Problem details:
Examine the entries and show every line in which the word "Modifier" is found.

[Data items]
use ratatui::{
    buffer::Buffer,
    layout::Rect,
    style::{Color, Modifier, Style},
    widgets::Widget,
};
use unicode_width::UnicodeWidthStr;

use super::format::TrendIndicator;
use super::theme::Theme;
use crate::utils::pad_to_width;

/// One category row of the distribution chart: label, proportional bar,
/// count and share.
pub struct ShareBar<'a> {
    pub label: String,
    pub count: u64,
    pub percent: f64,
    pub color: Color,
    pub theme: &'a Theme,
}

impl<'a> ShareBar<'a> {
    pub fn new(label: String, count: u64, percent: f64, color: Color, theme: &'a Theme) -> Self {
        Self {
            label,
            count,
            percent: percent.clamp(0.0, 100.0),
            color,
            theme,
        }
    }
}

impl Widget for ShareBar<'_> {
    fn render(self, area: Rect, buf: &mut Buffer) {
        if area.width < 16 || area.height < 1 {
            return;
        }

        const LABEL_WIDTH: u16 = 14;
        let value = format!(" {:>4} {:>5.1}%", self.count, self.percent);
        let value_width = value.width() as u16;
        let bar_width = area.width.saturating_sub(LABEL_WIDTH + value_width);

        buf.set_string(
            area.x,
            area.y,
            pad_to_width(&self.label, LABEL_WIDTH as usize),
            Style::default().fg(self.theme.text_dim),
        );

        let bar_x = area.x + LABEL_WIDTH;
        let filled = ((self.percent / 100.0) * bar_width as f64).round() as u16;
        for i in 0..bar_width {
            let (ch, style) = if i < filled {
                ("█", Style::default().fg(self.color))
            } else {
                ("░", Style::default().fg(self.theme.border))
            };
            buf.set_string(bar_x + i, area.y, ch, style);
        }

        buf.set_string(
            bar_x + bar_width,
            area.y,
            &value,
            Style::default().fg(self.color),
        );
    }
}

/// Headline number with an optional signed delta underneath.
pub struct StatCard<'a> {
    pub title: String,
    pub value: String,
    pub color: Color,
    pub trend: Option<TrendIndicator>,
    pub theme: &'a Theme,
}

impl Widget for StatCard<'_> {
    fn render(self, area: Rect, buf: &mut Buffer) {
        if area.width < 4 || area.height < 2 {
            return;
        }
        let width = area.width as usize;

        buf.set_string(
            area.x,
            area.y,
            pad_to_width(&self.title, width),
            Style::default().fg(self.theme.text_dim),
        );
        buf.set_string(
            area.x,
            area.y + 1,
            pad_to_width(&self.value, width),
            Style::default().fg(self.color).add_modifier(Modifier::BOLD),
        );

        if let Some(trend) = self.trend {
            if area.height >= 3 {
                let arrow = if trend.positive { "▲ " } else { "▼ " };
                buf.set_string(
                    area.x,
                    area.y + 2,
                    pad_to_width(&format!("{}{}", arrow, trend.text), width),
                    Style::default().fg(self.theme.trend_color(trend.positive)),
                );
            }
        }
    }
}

Your response:
    style::{Color, Modifier, Style},
            Style::default().fg(self.color).add_modifier(Modifier::BOLD),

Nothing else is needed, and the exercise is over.